• **PROBLEM STATEMENT**: Only the lines from the one containing "let mut sql" through the one containing "larger than total" should be printed, exactly as they appear below, with both ends included.

• **THE RECORDS**:
####

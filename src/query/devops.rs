// Copyright 2023 The tsbs-datalayers Authors
//
// Licensed under the Apache License, Version 2.0 (the "License");
// you may not use this file except in compliance with the License.
// You may obtain a copy of the License at
//
//     http://www.apache.org/licenses/LICENSE-2.0
//
// Unless required by applicable law or agreed to in writing, software
// distributed under the License is distributed on an "AS IS" BASIS,
// WITHOUT WARRANTIES OR CONDITIONS OF ANY KIND, either express or implied.
// See the License for the specific language governing permissions and
// limitations under the License.

use std::fmt;
use std::str::FromStr;
use std::time::Duration;

use chrono::{DateTime, Utc};
use rand::rngs::StdRng;
use rand::seq::index;
use rand::SeedableRng;
use snafu::ensure;

use super::{format_duration, BenchmarkQuery, TimeInterval, TARGET_NAME};
use crate::error::{self, Error, Result};

/// Metrics of the `cpu` table, in column order.
pub const CPU_METRICS: [&str; 10] = [
    "usage_user",
    "usage_system",
    "usage_idle",
    "usage_nice",
    "usage_iowait",
    "usage_irq",
    "usage_softirq",
    "usage_steal",
    "usage_guest",
    "usage_guest_nice",
];

const HOUR: Duration = Duration::from_secs(3600);
const DOUBLE_GROUP_BY_DURATION: Duration = Duration::from_secs(12 * 3600);
const HIGH_CPU_DURATION: Duration = Duration::from_secs(12 * 3600);
const MAX_ALL_DURATION: Duration = Duration::from_secs(8 * 3600);
const HIGH_CPU_THRESHOLD: &str = "90.0";

/// The standard devops query catalogue.
#[derive(Debug, Clone, Copy, PartialEq, Eq)]
pub enum QueryType {
    SingleGroupBy {
        metrics: usize,
        hosts: usize,
        hours: u64,
    },
    CpuMaxAll {
        hosts: usize,
    },
    DoubleGroupBy {
        metrics: usize,
    },
    HighCpu {
        hosts: usize,
    },
    LastPoint,
    GroupByOrderByLimit,
}

const CATALOGUE: [(&str, QueryType); 15] = [
    ("single-groupby-1-1-1", QueryType::SingleGroupBy { metrics: 1, hosts: 1, hours: 1 }),
    ("single-groupby-1-1-12", QueryType::SingleGroupBy { metrics: 1, hosts: 1, hours: 12 }),
    ("single-groupby-1-8-1", QueryType::SingleGroupBy { metrics: 1, hosts: 8, hours: 1 }),
    ("single-groupby-5-1-1", QueryType::SingleGroupBy { metrics: 5, hosts: 1, hours: 1 }),
    ("single-groupby-5-1-12", QueryType::SingleGroupBy { metrics: 5, hosts: 1, hours: 12 }),
    ("single-groupby-5-8-1", QueryType::SingleGroupBy { metrics: 5, hosts: 8, hours: 1 }),
    ("cpu-max-all-1", QueryType::CpuMaxAll { hosts: 1 }),
    ("cpu-max-all-8", QueryType::CpuMaxAll { hosts: 8 }),
    ("double-groupby-1", QueryType::DoubleGroupBy { metrics: 1 }),
    ("double-groupby-5", QueryType::DoubleGroupBy { metrics: 5 }),
    ("double-groupby-all", QueryType::DoubleGroupBy { metrics: CPU_METRICS.len() }),
    ("high-cpu-all", QueryType::HighCpu { hosts: 0 }),
    ("high-cpu-1", QueryType::HighCpu { hosts: 1 }),
    ("lastpoint", QueryType::LastPoint),
    ("groupby-orderby-limit", QueryType::GroupByOrderByLimit),
];

impl QueryType {
    /// Every catalogue name.
    pub fn names() -> impl Iterator<Item = &'static str> {
        CATALOGUE.iter().map(|(name, _)| *name)
    }
}

impl FromStr for QueryType {
    type Err = Error;

    fn from_str(s: &str) -> Result<Self> {
        CATALOGUE
            .iter()
            .find(|(name, _)| *name == s)
            .map(|(_, query_type)| *query_type)
            .ok_or_else(|| {
                error::InvalidQueryParamsSnafu {
                    msg: format!("unknown query type {s:?}"),
                }
                .build()
            })
    }
}

impl fmt::Display for QueryType {
    fn fmt(&self, f: &mut fmt::Formatter<'_>) -> fmt::Result {
        match CATALOGUE.iter().find(|(_, query_type)| query_type == self) {
            Some((name, _)) => write!(f, "{name}"),
            None => write!(f, "{self:?}"),
        }
    }
}

/// Generator of devops queries over the `cpu` table.
///
/// All randomness comes from one seeded stream, so the same seed and the same
/// sequence of calls always produce the same queries.
pub struct Devops {
    interval: TimeInterval,
    scale: usize,
    rng: StdRng,
}

impl Devops {
    pub fn new(start: DateTime<Utc>, end: DateTime<Utc>, scale: usize, seed: u64) -> Result<Self> {
        ensure!(
            scale > 0,
            error::InvalidQueryParamsSnafu {
                msg: "scale must be at least 1",
            }
        );
        Ok(Self {
            interval: TimeInterval::new(start, end)?,
            scale,
            rng: StdRng::seed_from_u64(seed),
        })
    }

    pub fn interval(&self) -> &TimeInterval {
        &self.interval
    }

    pub fn generate(&mut self, query_type: QueryType) -> Result<BenchmarkQuery> {
        match query_type {
            QueryType::SingleGroupBy {
                metrics,
                hosts,
                hours,
            } => self.group_by_time(hosts, metrics, HOUR * hours as u32),
            QueryType::CpuMaxAll { hosts } => self.max_all_cpu(hosts, MAX_ALL_DURATION),
            QueryType::DoubleGroupBy { metrics } => self.group_by_time_and_primary_tag(metrics),
            QueryType::HighCpu { hosts } => self.high_cpu_for_hosts(hosts),
            QueryType::LastPoint => self.last_point_per_host(),
            QueryType::GroupByOrderByLimit => self.group_by_order_by_limit(),
        }
    }

    /// Minute-bucketed maximum of `n_metrics` cpu metrics for `n_hosts`
    /// random hosts over a random window of `time_range`.
    pub fn group_by_time(
        &mut self,
        n_hosts: usize,
        n_metrics: usize,
        time_range: Duration,
    ) -> Result<BenchmarkQuery> {
        let window = self.interval.rand_window(&mut self.rng, time_range)?;
        let metrics = cpu_metrics(n_metrics)?;
        let hosts = self.host_filter(n_hosts)?;

        let sql = format!(
            "SELECT date_trunc('minute', ts) AS minute, {} FROM cpu \
             WHERE {} AND ts >= '{}' AND ts < '{}' \
             GROUP BY minute ORDER BY minute",
            aggregate("max", metrics),
            hosts,
            window.start_string(),
            window.end_string()
        );
        let label = format!(
            "{TARGET_NAME} {} cpu metric(s), random {:4} hosts, random {} by 1m",
            n_metrics,
            n_hosts,
            format_duration(time_range)
        );
        let description = format!("{label}: {}", window.start_string());
        Ok(BenchmarkQuery::new(label, description, sql))
    }

    /// Maximum cpu usage of the last five minutes before a random end.
    pub fn group_by_order_by_limit(&mut self) -> Result<BenchmarkQuery> {
        let window = self.interval.rand_window(&mut self.rng, HOUR)?;
        let sql = format!(
            "SELECT date_trunc('minute', ts) AS minute, max(usage_user) FROM cpu \
             WHERE ts < '{}' \
             GROUP BY minute ORDER BY minute DESC LIMIT 5",
            window.end_string()
        );
        let label = format!("{TARGET_NAME} max cpu over last 5 min-intervals (random end)");
        let description = format!("{label}: {}", window.end_string());
        Ok(BenchmarkQuery::new(label, description, sql))
    }

    /// Hourly mean of `n_metrics` cpu metrics per host, all hosts.
    pub fn group_by_time_and_primary_tag(&mut self, n_metrics: usize) -> Result<BenchmarkQuery> {
        let metrics = cpu_metrics(n_metrics)?;
        let window = self
            .interval
            .rand_window(&mut self.rng, DOUBLE_GROUP_BY_DURATION)?;

        let sql = format!(
            "SELECT date_trunc('hour', ts) AS hour, hostname, {} FROM cpu \
             WHERE ts >= '{}' AND ts < '{}' \
             GROUP BY hour, hostname ORDER BY hour, hostname",
            aggregate("avg", metrics),
            window.start_string(),
            window.end_string()
        );
        let label = format!(
            "{TARGET_NAME} mean of {} metrics, all hosts, random {} by 1h",
            n_metrics,
            format_duration(DOUBLE_GROUP_BY_DURATION)
        );
        let description = format!("{label}: {}", window.start_string());
        Ok(BenchmarkQuery::new(label, description, sql))
    }

    /// Hourly maximum of every cpu metric for `n_hosts` random hosts.
    pub fn max_all_cpu(&mut self, n_hosts: usize, time_range: Duration) -> Result<BenchmarkQuery> {
        let window = self.interval.rand_window(&mut self.rng, time_range)?;
        let hosts = self.host_filter(n_hosts)?;

        let sql = format!(
            "SELECT date_trunc('hour', ts) AS hour, {} FROM cpu \
             WHERE {} AND ts >= '{}' AND ts < '{}' \
             GROUP BY hour ORDER BY hour",
            aggregate("max", &CPU_METRICS),
            hosts,
            window.start_string(),
            window.end_string()
        );
        let label = format!(
            "{TARGET_NAME} max of all CPU metrics, random {:4} hosts, random {} by 1h",
            n_hosts,
            format_duration(time_range)
        );
        let description = format!("{label}: {}", window.start_string());
        Ok(BenchmarkQuery::new(label, description, sql))
    }

    /// Most recent row of every host.
    pub fn last_point_per_host(&mut self) -> Result<BenchmarkQuery> {
        let sql = "WITH ranked_cpu AS (\
                   SELECT *, ROW_NUMBER() OVER (PARTITION BY hostname ORDER BY ts DESC) AS row_num \
                   FROM cpu) \
                   SELECT * FROM ranked_cpu WHERE row_num = 1"
            .to_string();
        let label = format!("{TARGET_NAME} last row per host");
        let description = label.clone();
        Ok(BenchmarkQuery::new(label, description, sql))
    }

    /// Rows above the usage threshold for `n_hosts` random hosts, or for all
    /// hosts when `n_hosts` is zero.
    pub fn high_cpu_for_hosts(&mut self, n_hosts: usize) -> Result<BenchmarkQuery> {
        let window = self.interval.rand_window(&mut self.rng, HIGH_CPU_DURATION)?;
        let mut sql = format!(
            "SELECT * FROM cpu WHERE usage_user > {HIGH_CPU_THRESHOLD} AND ts >= '{}' AND ts < '{}'",
            window.start_string(),
            window.end_string()
        );
        let label = if n_hosts == 0 {
            format!("{TARGET_NAME} CPU over threshold, all hosts")
        } else {
            sql.push_str(" AND ");
            sql.push_str(&self.host_filter(n_hosts)?);
            format!("{TARGET_NAME} CPU over threshold, {n_hosts} host(s)")
        };
        let description = format!("{label}: {}", window.start_string());
        Ok(BenchmarkQuery::new(label, description, sql))
    }

    /// Draw `n` distinct hosts from `[0, scale)`.
    fn random_hosts(&mut self, n: usize) -> Result<Vec<String>> {
        ensure!(
            n > 0,
            error::InvalidQueryParamsSnafu {
                msg: "number of hosts cannot be < 1",
            }
        );
        ensure!(
            n <= self.scale,
            error::InvalidQueryParamsSnafu {
                msg: format!(
                    "number of hosts ({n}) larger than total hosts ({})",
                    self.scale
                ),
            }
        );
        Ok(index::sample(&mut self.rng, self.scale, n)
            .into_iter()
            .map(|i| format!("host_{i}"))
            .collect())
    }

    fn host_filter(&mut self, n: usize) -> Result<String> {
        let hosts = self.random_hosts(n)?;
        let quoted: Vec<String> = hosts.iter().map(|h| format!("'{h}'")).collect();
        Ok(format!("hostname IN ({})", quoted.join(", ")))
    }
}

fn cpu_metrics(n: usize) -> Result<&'static [&'static str]> {
    ensure!(
        (1..=CPU_METRICS.len()).contains(&n),
        error::InvalidQueryParamsSnafu {
            msg: format!(
                "number of metrics must be between 1 and {}, got {n}",
                CPU_METRICS.len()
            ),
        }
    );
    Ok(&CPU_METRICS[..n])
}

fn aggregate(func: &str, metrics: &[&str]) -> String {
    metrics
        .iter()
        .map(|m| format!("{func}({m})"))
        .collect::<Vec<_>>()
        .join(", ")
}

####

• **RESPONSE TO THE EXERCISE**:
        let mut sql = format!(
            "SELECT * FROM cpu WHERE usage_user > {HIGH_CPU_THRESHOLD} AND ts >= '{}' AND ts < '{}'",
            window.start_string(),
            window.end_string()
        );
        let label = if n_hosts == 0 {
            format!("{TARGET_NAME} CPU over threshold, all hosts")
        } else {
            sql.push_str(" AND ");
            sql.push_str(&self.host_filter(n_hosts)?);
            format!("{TARGET_NAME} CPU over threshold, {n_hosts} host(s)")
        };
        let description = format!("{label}: {}", window.start_string());
        Ok(BenchmarkQuery::new(label, description, sql))
    }

    /// Draw `n` distinct hosts from `[0, scale)`.
    fn random_hosts(&mut self, n: usize) -> Result<Vec<String>> {
        ensure!(
            n > 0,
            error::InvalidQueryParamsSnafu {
                msg: "number of hosts cannot be < 1",
            }
        );
        ensure!(
            n <= self.scale,
            error::InvalidQueryParamsSnafu {
                msg: format!(
                    "number of hosts ({n}) larger than total hosts ({})",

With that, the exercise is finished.